• Activity:
How many lines below include the string "const"? State the number alone.

• Supplied records:

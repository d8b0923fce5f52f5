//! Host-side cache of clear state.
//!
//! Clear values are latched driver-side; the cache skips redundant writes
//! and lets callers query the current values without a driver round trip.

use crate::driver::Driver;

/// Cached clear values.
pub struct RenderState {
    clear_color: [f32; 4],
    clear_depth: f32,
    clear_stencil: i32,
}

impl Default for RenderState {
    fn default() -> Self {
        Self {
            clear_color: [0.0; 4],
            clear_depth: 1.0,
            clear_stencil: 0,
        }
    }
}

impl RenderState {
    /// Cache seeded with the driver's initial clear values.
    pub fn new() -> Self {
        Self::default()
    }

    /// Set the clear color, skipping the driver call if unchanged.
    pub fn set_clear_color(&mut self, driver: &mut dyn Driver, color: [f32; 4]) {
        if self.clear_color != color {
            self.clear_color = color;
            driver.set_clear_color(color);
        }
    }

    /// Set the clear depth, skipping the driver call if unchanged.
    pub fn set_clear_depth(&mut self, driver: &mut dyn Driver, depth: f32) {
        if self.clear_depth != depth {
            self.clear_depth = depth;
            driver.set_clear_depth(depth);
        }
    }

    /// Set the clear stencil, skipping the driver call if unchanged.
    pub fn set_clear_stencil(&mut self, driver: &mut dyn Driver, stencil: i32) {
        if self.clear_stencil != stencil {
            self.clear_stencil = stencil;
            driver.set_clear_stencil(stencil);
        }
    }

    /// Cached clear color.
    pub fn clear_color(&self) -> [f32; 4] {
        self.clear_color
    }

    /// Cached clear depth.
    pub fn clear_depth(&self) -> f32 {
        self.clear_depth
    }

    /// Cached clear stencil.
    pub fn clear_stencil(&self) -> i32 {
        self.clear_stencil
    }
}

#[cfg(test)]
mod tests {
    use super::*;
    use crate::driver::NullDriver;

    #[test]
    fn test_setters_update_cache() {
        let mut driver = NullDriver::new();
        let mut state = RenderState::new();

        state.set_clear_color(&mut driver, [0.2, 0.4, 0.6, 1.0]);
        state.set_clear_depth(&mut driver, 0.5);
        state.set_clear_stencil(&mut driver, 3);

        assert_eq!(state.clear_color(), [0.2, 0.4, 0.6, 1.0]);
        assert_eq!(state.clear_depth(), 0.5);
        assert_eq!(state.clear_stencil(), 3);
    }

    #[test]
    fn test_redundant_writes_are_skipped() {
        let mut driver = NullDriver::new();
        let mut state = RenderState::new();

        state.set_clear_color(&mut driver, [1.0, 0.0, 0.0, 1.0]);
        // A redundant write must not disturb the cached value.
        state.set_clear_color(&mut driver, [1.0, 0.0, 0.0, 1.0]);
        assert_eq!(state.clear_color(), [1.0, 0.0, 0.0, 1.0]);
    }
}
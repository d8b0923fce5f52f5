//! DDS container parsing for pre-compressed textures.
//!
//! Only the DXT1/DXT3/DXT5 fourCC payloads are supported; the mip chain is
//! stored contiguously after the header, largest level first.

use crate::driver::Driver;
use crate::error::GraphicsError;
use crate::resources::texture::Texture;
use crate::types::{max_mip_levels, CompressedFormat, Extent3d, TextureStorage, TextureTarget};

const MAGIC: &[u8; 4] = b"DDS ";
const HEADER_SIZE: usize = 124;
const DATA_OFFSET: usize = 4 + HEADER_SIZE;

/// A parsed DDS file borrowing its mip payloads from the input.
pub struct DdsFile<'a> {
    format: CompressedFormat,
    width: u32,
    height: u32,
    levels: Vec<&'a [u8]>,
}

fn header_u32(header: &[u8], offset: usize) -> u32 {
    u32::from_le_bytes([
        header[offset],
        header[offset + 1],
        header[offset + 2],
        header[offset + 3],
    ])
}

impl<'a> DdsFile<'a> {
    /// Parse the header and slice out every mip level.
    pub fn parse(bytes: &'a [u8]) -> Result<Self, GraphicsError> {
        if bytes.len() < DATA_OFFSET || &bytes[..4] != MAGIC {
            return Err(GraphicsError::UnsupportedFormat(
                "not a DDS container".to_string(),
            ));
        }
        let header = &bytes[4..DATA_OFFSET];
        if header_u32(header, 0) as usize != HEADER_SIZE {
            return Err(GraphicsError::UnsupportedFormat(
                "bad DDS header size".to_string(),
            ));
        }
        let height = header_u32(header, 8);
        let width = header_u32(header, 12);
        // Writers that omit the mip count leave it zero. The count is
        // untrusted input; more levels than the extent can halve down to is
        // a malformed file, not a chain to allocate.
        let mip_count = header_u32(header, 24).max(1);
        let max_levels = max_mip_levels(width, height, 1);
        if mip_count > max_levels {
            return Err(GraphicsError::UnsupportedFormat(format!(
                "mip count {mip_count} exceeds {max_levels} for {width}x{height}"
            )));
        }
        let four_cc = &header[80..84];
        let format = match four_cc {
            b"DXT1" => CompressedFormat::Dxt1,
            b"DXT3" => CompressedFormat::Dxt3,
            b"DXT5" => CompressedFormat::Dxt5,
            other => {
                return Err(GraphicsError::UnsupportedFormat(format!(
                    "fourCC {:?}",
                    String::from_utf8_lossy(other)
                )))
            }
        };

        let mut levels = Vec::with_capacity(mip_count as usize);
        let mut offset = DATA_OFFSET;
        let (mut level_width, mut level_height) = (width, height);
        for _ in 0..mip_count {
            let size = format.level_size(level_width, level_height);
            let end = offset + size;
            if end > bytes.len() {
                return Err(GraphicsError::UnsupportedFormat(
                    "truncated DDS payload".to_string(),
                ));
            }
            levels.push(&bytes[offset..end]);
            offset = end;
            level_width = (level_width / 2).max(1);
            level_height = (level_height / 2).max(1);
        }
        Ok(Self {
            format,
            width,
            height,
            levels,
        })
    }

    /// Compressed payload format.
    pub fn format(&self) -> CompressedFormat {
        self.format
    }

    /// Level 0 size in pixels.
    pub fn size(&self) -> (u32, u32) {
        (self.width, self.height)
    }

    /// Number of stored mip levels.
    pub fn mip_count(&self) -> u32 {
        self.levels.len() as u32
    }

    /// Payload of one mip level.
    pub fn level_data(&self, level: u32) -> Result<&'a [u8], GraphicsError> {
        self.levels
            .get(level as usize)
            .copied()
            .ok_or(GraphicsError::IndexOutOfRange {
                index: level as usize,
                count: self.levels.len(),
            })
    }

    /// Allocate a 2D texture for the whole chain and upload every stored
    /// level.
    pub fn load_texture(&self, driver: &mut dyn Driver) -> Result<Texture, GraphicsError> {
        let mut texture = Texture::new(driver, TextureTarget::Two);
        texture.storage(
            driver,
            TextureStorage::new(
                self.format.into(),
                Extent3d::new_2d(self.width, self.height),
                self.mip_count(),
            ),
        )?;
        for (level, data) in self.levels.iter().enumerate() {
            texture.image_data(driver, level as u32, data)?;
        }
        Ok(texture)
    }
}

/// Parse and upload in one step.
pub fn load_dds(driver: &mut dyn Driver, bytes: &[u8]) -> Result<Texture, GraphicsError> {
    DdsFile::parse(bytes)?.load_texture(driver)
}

==

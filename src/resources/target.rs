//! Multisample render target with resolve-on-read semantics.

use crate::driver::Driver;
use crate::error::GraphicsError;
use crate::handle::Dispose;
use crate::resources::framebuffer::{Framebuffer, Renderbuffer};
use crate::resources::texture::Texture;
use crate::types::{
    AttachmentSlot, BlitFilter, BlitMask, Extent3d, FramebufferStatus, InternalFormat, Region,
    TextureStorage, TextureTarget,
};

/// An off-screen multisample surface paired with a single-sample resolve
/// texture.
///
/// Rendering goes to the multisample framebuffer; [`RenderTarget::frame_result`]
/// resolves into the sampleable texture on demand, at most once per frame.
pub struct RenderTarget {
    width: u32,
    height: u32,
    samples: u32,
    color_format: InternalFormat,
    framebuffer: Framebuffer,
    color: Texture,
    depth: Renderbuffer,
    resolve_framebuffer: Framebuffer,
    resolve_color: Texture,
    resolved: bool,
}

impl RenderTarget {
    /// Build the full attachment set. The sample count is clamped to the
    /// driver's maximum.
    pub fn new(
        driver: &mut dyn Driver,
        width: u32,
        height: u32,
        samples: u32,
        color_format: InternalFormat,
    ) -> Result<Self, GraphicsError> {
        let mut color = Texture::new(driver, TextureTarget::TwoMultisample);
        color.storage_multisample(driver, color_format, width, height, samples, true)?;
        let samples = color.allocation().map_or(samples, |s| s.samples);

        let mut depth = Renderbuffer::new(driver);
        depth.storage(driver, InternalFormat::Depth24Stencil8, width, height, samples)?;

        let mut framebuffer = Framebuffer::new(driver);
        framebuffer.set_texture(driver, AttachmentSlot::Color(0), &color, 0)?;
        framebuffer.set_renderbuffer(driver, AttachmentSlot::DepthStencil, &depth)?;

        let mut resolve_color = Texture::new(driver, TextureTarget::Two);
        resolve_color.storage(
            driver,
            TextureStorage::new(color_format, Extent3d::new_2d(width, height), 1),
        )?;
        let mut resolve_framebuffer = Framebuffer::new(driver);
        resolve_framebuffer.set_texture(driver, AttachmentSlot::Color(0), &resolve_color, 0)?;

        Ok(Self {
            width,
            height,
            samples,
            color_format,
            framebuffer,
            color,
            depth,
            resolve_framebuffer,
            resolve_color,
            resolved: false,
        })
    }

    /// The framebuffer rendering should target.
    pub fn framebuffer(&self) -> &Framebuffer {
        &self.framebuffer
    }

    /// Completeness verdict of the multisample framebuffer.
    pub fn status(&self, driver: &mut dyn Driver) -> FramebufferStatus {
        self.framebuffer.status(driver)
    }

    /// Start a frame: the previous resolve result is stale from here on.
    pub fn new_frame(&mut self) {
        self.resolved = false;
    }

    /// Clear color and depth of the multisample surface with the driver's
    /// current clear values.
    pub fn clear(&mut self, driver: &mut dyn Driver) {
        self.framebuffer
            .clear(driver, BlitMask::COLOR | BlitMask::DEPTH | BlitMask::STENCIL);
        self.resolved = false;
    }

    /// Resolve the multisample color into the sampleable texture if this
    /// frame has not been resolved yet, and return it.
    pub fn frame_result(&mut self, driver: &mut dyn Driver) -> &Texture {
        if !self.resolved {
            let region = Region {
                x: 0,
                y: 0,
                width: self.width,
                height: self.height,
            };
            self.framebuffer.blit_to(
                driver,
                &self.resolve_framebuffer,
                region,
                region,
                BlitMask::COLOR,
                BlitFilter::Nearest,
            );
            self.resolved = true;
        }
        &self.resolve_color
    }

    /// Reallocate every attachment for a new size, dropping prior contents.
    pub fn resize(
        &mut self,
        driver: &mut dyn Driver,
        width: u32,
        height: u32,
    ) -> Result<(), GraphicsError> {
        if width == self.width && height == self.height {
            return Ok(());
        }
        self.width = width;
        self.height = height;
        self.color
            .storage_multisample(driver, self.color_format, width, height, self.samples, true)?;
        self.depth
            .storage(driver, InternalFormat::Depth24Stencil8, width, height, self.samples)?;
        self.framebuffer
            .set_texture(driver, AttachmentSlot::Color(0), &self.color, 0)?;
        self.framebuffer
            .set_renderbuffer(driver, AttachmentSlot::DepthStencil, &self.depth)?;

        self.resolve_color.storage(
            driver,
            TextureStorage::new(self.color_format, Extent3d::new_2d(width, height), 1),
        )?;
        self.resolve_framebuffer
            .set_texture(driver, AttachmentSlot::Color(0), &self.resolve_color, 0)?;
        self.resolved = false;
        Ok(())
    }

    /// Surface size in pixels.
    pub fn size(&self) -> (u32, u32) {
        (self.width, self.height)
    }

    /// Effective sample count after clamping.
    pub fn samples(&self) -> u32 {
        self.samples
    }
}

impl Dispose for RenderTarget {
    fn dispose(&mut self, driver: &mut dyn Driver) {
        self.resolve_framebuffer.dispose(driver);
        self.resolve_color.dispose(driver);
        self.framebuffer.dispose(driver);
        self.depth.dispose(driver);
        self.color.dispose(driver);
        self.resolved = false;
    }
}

• Expected answer:
3